Post some pictures so we can check them out!


----------



## rickerd (Jul 16, 2008)

Or stop fishing clausers and use zonkers for more tail action.
I've got nothing against Clousers but I only use them in clear water now and only tie the colors with synthetics as others have said.
Have you tried the Clouser crayfish for bass? K I L L E R ! Short little 6-8 inch strips on the retrieve.

Rickerd


----------



## striperrams (Aug 26, 2010)

Here's a Clouser I used this past June at Cape Cod...caught some stripers on it and still ok. If it would have been bluefish eating it, it would have been totally shredded as would a lot of flies. That's where some of the synthetic flies shine...toothy fish.


----------



## fallen513 (Jan 5, 2010)

Regardless of materials used, one thing is for sure...



Clouser minnows are about the best fly you can use for just about every species!


----------



## fallen513 (Jan 5, 2010)

striperrams said:


> Here's a Clouser I used this past June at Cape Cod...caught some stripers on it and still ok. If it would have been bluefish eating it, it would have been totally shredded as would a lot of flies. That's where some of the synthetic flies shine...toothy fish.

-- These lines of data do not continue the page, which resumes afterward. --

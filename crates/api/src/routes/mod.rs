//! API route definitions.

use axum::{Router, middleware};

use crate::{AppState, middleware::auth::auth_middleware};

pub mod auth;
pub mod expenses;
pub mod health;
pub mod salary;
pub mod summary;
pub mod todos;

/// Creates the API router, wrapping the protected routes in the auth
/// middleware.
///
/// Todos stay public: the original service never guarded them.
#[allow(clippy::needless_pass_by_value)]
pub fn api_routes_with_state(state: AppState) -> Router<AppState> {
    let protected_routes = Router::new()
        .merge(auth::protected_routes())
        .merge(expenses::routes())
        .merge(salary::routes())
        .merge(summary::routes())
        .layer(middleware::from_fn_with_state(
            state.clone(),
            auth_middleware,
        ));

    Router::new()
        .merge(health::routes())
        .merge(auth::routes())
        .merge(todos::routes())
        .merge(protected_routes)
}
//! `SeaORM` Entity for the todos table.

use sea_orm::entity::prelude::*;
use serde::{Deserialize, Serialize};

/// A todo item on the shared list. Todos carry no owner.
#[derive(Clone, Debug, PartialEq, DeriveEntityModel, Eq, Serialize, Deserialize)]
#[sea_orm(table_name = "todos")]
pub struct Model {
    /// Todo ID.
    #[sea_orm(primary_key, auto_increment = false)]
    pub id: Uuid,
    /// Todo text.
    pub text: String,
    /// Completion flag.
    pub completed: bool,
    /// Creation timestamp.
    pub created_at: DateTimeWithTimeZone,
    /// Last update timestamp.
    pub updated_at: DateTimeWithTimeZone,
}

/// Entity relations.
#[derive(Copy, Clone, Debug, EnumIter, DeriveRelation)]
pub enum Relation {}

impl ActiveModelBehavior for ActiveModel {}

Striperrams, that looks like some long bucktail! Is that off a standard tail?


----------



## striperrams (Aug 26, 2010)

Fallen, you are right on...Clousers are just good all around flies. The bucktail I used for this fly is called "saltwater" BT. Just graded out tails with longer hair. I bought those tails right here in Ohio. Just a thought, but if anyone wats to give the synthetic "hair" a try on a Clouser, get some SFflash blend and tie up a few. It doesn't have quite the movement bucktail does but close and has some added fine flash built in. It's really good stuff and is pretty much bomb proof, or at least toothy fish proof.


----------



## O-H-Fly-O (Mar 28, 2010)

Thanks for the info guys! I'm going to tie up some fly's tonight, and I'll post some pic's.


----------



## Fishaholic69 (Apr 6, 2007)

heres are just a couple clouser patterns I have tied up...


----------



## fallen513 (Jan 5, 2010)

Really nice flies Matt!


----------



## bnc (Jul 28, 2010)

I have yet to catch a single fish on a clouser. I do work on them with poppers though.


----------



## fallen513 (Jan 5, 2010)

bnc said:


> I have yet to catch a single fish on a clouser. I do work on them with poppers though.


Are you fishing lakes?


----------



## bnc (Jul 28, 2010)

Mostly lakes, sometimes the cuyahoga.


----------



## fallen513 (Jan 5, 2010)

bnc said:


> Mostly lakes, sometimes the cuyahoga.


They are a versatile bait & work well in both lakes & rivers...but in my opinion are much better suited for rivers. 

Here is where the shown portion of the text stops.